Re: conchuela timeouts since 2021-10-09 system upgrade - Mailing list pgsql-bugs

From Tom Lane
Subject Re: conchuela timeouts since 2021-10-09 system upgrade
Date
Msg-id 4170532.1635195582@sss.pgh.pa.us
Whole thread Raw
In response to Re: conchuela timeouts since 2021-10-09 system upgrade  (Andrey Borodin <x4mmm@yandex-team.ru>)
Responses Re: conchuela timeouts since 2021-10-09 system upgrade  (Noah Misch <noah@leadboat.com>)
List pgsql-bugs
Andrey Borodin <x4mmm@yandex-team.ru> writes:
> FWIW it's easy to make the issue reproduce faster with following diff
> -       '--no-vacuum --client=1 --transactions=100',
> +       '--no-vacuum --client=1 --transactions=1',

Hmm, didn't help here.  It seems that even though prairiedog managed to
fail on its first attempt, it's not terribly reproducible there; I've
seen only one failure in about 30 manual attempts.  In the one failure,
the non-background pgbench completed fine (as determined by counting
statements in the postmaster's log); but the background one had only
finished about 90 transactions before seemingly getting stuck.  No new
SQL commands had been issued after about 10 seconds.
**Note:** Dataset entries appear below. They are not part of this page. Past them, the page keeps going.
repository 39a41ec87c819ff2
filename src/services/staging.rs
use crate::utils::validation::staged_extension;
use axum::extract::Multipart;
use std::path::{Path, PathBuf};
use thiserror::Error;
use tokio::fs::{self, File};
use tokio::io::AsyncWriteExt;
use uuid::Uuid;

/// Multipart field that carries the upload
pub const FILE_FIELD: &str = "file";

#[derive(Error, Debug)]
pub enum StagingError {
    #[error("{0}")]
    Malformed(String),

    #[error("No file provided")]
    NoFileProvided,

    #[error("Failed to stage upload: {0}")]
    Io(#[from] std::io::Error),
}

/// A file written to the staging directory, owned by one request
#[derive(Debug)]
pub struct StagedUpload {
    pub local_path: PathBuf,
    pub original_name: String,
    pub declared_media_type: Option<String>,
    pub size_bytes: u64,
}

impl StagedUpload {
    /// Removes the staged file. Failures are logged, never returned.
    pub async fn discard(&self) {
        if let Err(e) = fs::remove_file(&self.local_path).await {
            tracing::warn!(
                "Failed to remove staged file {}: {}",
                self.local_path.display(),
                e
            );
        }
    }
}

/// Local scratch directory for uploads in flight
#[derive(Debug, Clone)]
pub struct StagingArea {
    dir: PathBuf,
}

impl StagingArea {
    /// Creates the directory if it does not exist yet.
    pub async fn create(dir: impl Into<PathBuf>) -> std::io::Result<Self> {
        let dir = dir.into();
        fs::create_dir_all(&dir).await?;
        Ok(Self { dir })
    }

    pub fn dir(&self) -> &Path {
        &self.dir
    }

    /// Streams the `file` part of `multipart` to disk. Other fields, and a
    /// `file` field sent without a filename, are drained and ignored; only
    /// the first uploaded file is kept.
    pub async fn stage(&self, mut multipart: Multipart) -> Result<StagedUpload, StagingError> {
        let mut staged: Option<StagedUpload> = None;

        loop {
            let next = multipart.next_field().await;
            let mut field = match next {
                Ok(Some(field)) => field,
                Ok(None) => break,
                Err(e) => {
                    self.abandon(staged.as_ref()).await;
                    return Err(StagingError::Malformed(e.body_text()));
                }
            };

            // Parts without a filename are plain form values, even when named `file`.
            let is_upload = field.name() == Some(FILE_FIELD) && field.file_name().is_some();
            if staged.is_some() || !is_upload {
                // Skip without buffering.
                loop {
                    match field.chunk().await {
                        Ok(Some(_)) => continue,
                        Ok(None) => break,
                        Err(e) => {
                            self.abandon(staged.as_ref()).await;
                            return Err(StagingError::Malformed(e.body_text()));
                        }
                    }
                }
                continue;
            }

            let original_name = field.file_name().unwrap_or_default().to_string();
            let declared_media_type = field.content_type().map(|s| s.to_string());
            let local_path = self.dir.join(format!(
                "{}{}",
                Uuid::new_v4(),
                staged_extension(&original_name)
            ));

            let mut upload = StagedUpload {
                local_path,
                original_name,
                declared_media_type,
                size_bytes: 0,
            };

            if let Err(e) = write_field(&mut field, &mut upload).await {
                upload.discard().await;
                return Err(e);
            }

            tracing::debug!(
                "📝 Staged {} ({} bytes) at {}",
                upload.original_name,
                upload.size_bytes,
                upload.local_path.display()
            );
            staged = Some(upload);
        }

        staged.ok_or(StagingError::NoFileProvided)
    }

    async fn abandon(&self, staged: Option<&StagedUpload>) {
        if let Some(upload) = staged {
            upload.discard().await;
        }
    }
}

async fn write_field(
    field: &mut axum::extract::multipart::Field<'_>,
    upload: &mut StagedUpload,
) -> Result<(), StagingError> {
    let mut file = File::create(&upload.local_path).await?;

    loop {
        match field.chunk().await {
            Ok(Some(chunk)) => {
                file.write_all(&chunk).await?;
                upload.size_bytes += chunk.len() as u64;
            }
            Ok(None) => break,
            Err(e) => return Err(StagingError::Malformed(e.body_text())),
        }
    }

    file.flush().await?;
    Ok(())
}
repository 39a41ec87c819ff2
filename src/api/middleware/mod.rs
pub mod request_id;
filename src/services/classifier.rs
/// Destination chosen for an upload
#[derive(Debug, Clone, Copy, PartialEq, Eq)]
pub enum Backend {
    ObjectStore,
    MediaHosting,
}

/// Routes audio/video to the media host and everything else to the object store.
///
/// Some clients report MP4 containers as `application/mp4`, so that type is
/// treated as media as well. Matching is case-sensitive.
pub fn classify(declared_media_type: Option<&str>) -> Backend {
    match declared_media_type {
        Some(mime)
            if mime.starts_with("video/")
                || mime.starts_with("audio/")
                || mime == "application/mp4" =>
        {
            Backend::MediaHosting
        }
        _ => Backend::ObjectStore,
    }
}
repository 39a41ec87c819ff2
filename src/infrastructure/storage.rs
use crate::config::RelayConfig;
use crate::services::media_hosting::MuxMediaHost;
use crate::services::object_store::S3ObjectStore;
use anyhow::{Context, Result};
use aws_sdk_s3::config::{Credentials, Region, RequestChecksumCalculation};
use std::sync::Arc;
use std::time::Duration;
use tracing::info;

/// Shared HTTP client for every outbound provider call; the timeout bounds
/// each request end to end.
pub fn setup_http_client(config: &RelayConfig) -> Result<reqwest::Client> {
    reqwest::Client::builder()
        .timeout(config.upstream_timeout)
        .connect_timeout(Duration::from_secs(10))
        .build()
        .context("Failed to create HTTP client")
}

pub async fn setup_storage(
    config: &RelayConfig,
    http: reqwest::Client,
) -> Result<Arc<S3ObjectStore>> {
    let store = &config.object_store;

    info!(
        "☁️  S3 Storage: {} (Bucket: {}, Region: {})",
        store.endpoint.as_deref().unwrap_or("aws"),
        store.bucket,
        store.region
    );

    let mut loader = aws_config::from_env()
        .region(Region::new(store.region.clone()))
        .credentials_provider(Credentials::new(
            &store.access_key,
            &store.secret_key,
            None,
            None,
            "static",
        ));
    if let Some(endpoint) = &store.endpoint {
        loader = loader.endpoint_url(endpoint);
    }
    let aws_config = loader.load().await;

    // Presigned PUTs must not carry SDK-computed checksums the client
    // cannot reproduce.
    let s3_config = aws_sdk_s3::config::Builder::from(&aws_config)
        .force_path_style(store.force_path_style)
        .request_checksum_calculation(RequestChecksumCalculation::WhenRequired)
        .build();

    let s3_client = aws_sdk_s3::Client::from_conf(s3_config);
    let storage = S3ObjectStore::new(s3_client, http, store.clone())?;

    Ok(Arc::new(storage))
}

pub fn setup_media_host(config: &RelayConfig, http: reqwest::Client) -> Arc<MuxMediaHost> {
    info!("🎬 Media hosting: {}", config.media_hosting.api_base);
    Arc::new(MuxMediaHost::new(http, config.media_hosting.clone()))
}
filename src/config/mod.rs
use anyhow::{Context, Result};
use std::env;
use std::path::PathBuf;
use std::time::Duration;

/// Object store (S3-compatible) settings
#[derive(Debug, Clone)]
pub struct ObjectStoreConfig {
    /// Bucket receiving generic uploads
    pub bucket: String,

    /// Signing region (default: "us-east-1")
    pub region: String,

    /// S3-compatible endpoint; AWS regional endpoint when unset
    pub endpoint: Option<String>,

    pub access_key: String,
    pub secret_key: String,

    /// Use `<endpoint>/<bucket>/<key>` addressing (default: false)
    pub force_path_style: bool,

    /// Sign uploads with the `public-read` canned ACL (default: false)
    pub public_read: bool,

    /// Lifetime of presigned PUT URLs (default: 10 minutes)
    pub presign_expiry: Duration,
}

/// Media hosting (Mux) settings
#[derive(Debug, Clone)]
pub struct MediaHostingConfig {
    /// API base URL (default: "https://api.mux.com")
    pub api_base: String,
    pub token_id: String,
    pub token_secret: String,
}

/// Process-wide relay configuration, read once at startup
#[derive(Debug, Clone)]
pub struct RelayConfig {
    /// Listen port (default: 3020)
    pub port: u16,

    /// Local staging directory for incoming files (default: "./uploads")
    pub upload_dir: PathBuf,

    /// Maximum accepted file size in bytes (default: 1 GB)
    pub max_file_size: usize,

    /// Concurrent outbound uploads across all requests (default: 64)
    pub max_concurrent_uploads: usize,

    /// Deadline for every outbound provider request (default: 60s)
    pub upstream_timeout: Duration,

    pub object_store: ObjectStoreConfig,
    pub media_hosting: MediaHostingConfig,
}

impl Default for ObjectStoreConfig {
    fn default() -> Self {
        Self {
            bucket: String::new(),
            region: "us-east-1".to_string(),
            endpoint: None,
            access_key: String::new(),
            secret_key: String::new(),
            force_path_style: false,
            public_read: false,
            presign_expiry: Duration::from_secs(600),
        }
    }
}

impl Default for MediaHostingConfig {
    fn default() -> Self {
        Self {
            api_base: "https://api.mux.com".to_string(),
            token_id: String::new(),
            token_secret: String::new(),
        }
    }
}

impl Default for RelayConfig {
    fn default() -> Self {
        Self {
            port: 3020,
            upload_dir: PathBuf::from("./uploads"),
            max_file_size: 1024 * 1024 * 1024, // 1 GB
            max_concurrent_uploads: 64,
            upstream_timeout: Duration::from_secs(60),
            object_store: ObjectStoreConfig::default(),
            media_hosting: MediaHostingConfig::default(),
        }
    }
}

impl RelayConfig {
    /// Load configuration from environment variables.
    ///
    /// Provider credentials and the bucket are required; everything else
    /// falls back to [`RelayConfig::default`].
    pub fn from_env() -> Result<Self> {
        let default = Self::default();

        Ok(Self {
            port: parsed("PORT").unwrap_or(default.port),

            upload_dir: env::var("UPLOAD_DIR")
                .map(PathBuf::from)
                .unwrap_or(default.upload_dir),

            max_file_size: parsed("MAX_FILE_SIZE").unwrap_or(default.max_file_size),

            max_concurrent_uploads: parsed("MAX_CONCURRENT_UPLOADS")
                .filter(|n: &usize| *n > 0)
                .unwrap_or(default.max_concurrent_uploads),

            upstream_timeout: parsed("UPSTREAM_TIMEOUT_SECS")
                .map(Duration::from_secs)
                .unwrap_or(default.upstream_timeout),

            object_store: ObjectStoreConfig {
                bucket: required("S3_BUCKET")?,
                region: env::var("S3_REGION").unwrap_or(default.object_store.region),
                endpoint: env::var("S3_ENDPOINT").ok().filter(|v| !v.trim().is_empty()),
                access_key: required("S3_ACCESS_KEY")?,
                secret_key: required("S3_SECRET_KEY")?,
                force_path_style: flag("S3_FORCE_PATH_STYLE")
                    .unwrap_or(default.object_store.force_path_style),
                public_read: flag("S3_PUBLIC_READ").unwrap_or(default.object_store.public_read),
                presign_expiry: parsed("S3_PRESIGN_EXPIRY_SECS")
                    .map(Duration::from_secs)
                    .unwrap_or(default.object_store.presign_expiry),
            },

            media_hosting: MediaHostingConfig {
                api_base: env::var("MUX_API_URL").unwrap_or(default.media_hosting.api_base),
                token_id: required("MUX_TOKEN_ID")?,
                token_secret: required("MUX_TOKEN_SECRET")?,
            },
        })
    }
}

fn required(name: &str) -> Result<String> {
    env::var(name)
        .ok()
        .filter(|v| !v.trim().is_empty())
        .with_context(|| format!("{} must be set", name))
}

fn parsed<T: std::str::FromStr>(name: &str) -> Option<T> {
    env::var(name).ok().and_then(|v| v.trim().parse().ok())
}

fn flag(name: &str) -> Option<bool> {
    env::var(name)
        .ok()
        .map(|v| v.to_lowercase() == "true" || v == "1")
}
Nonetheless, I have a theory and a proposal.  This coding pattern
seems pretty silly:

    $pgbench_h->pump_nb;
    $pgbench_h->finish();

ISTM that if you need to call pump at all, you need a loop not just
one call.  So I'm guessing that when it fails, it's for lack of
pumping.

The other thing I noticed is that at least on prairiedog's host, the
number of invocations of the DROP/CREATE/bt_index_check transaction
is ridiculously out of proportion to the number of invocations of the
other transactions.  It can only get through seven or eight iterations
of the index transaction before the other transactions are all done,
which means the last 190 iterations of that transaction are a complete
waste of cycles.

What I think we should do in these two tests is nuke the use of
background_pgbench entirely; that looks like a solution in search
of a problem, and it seems unnecessary here.  Why not run
the DROP/CREATE/bt_index_check transaction as one of three script
options in the main pgbench run?  Aside from dodging this
maybe-its-a-bug-or-maybe-not behavior in IPC::Run, this would make the
test automatically scale the number of iterations of the different
transactions to appropriate values, so that we'd not be wasting cycles.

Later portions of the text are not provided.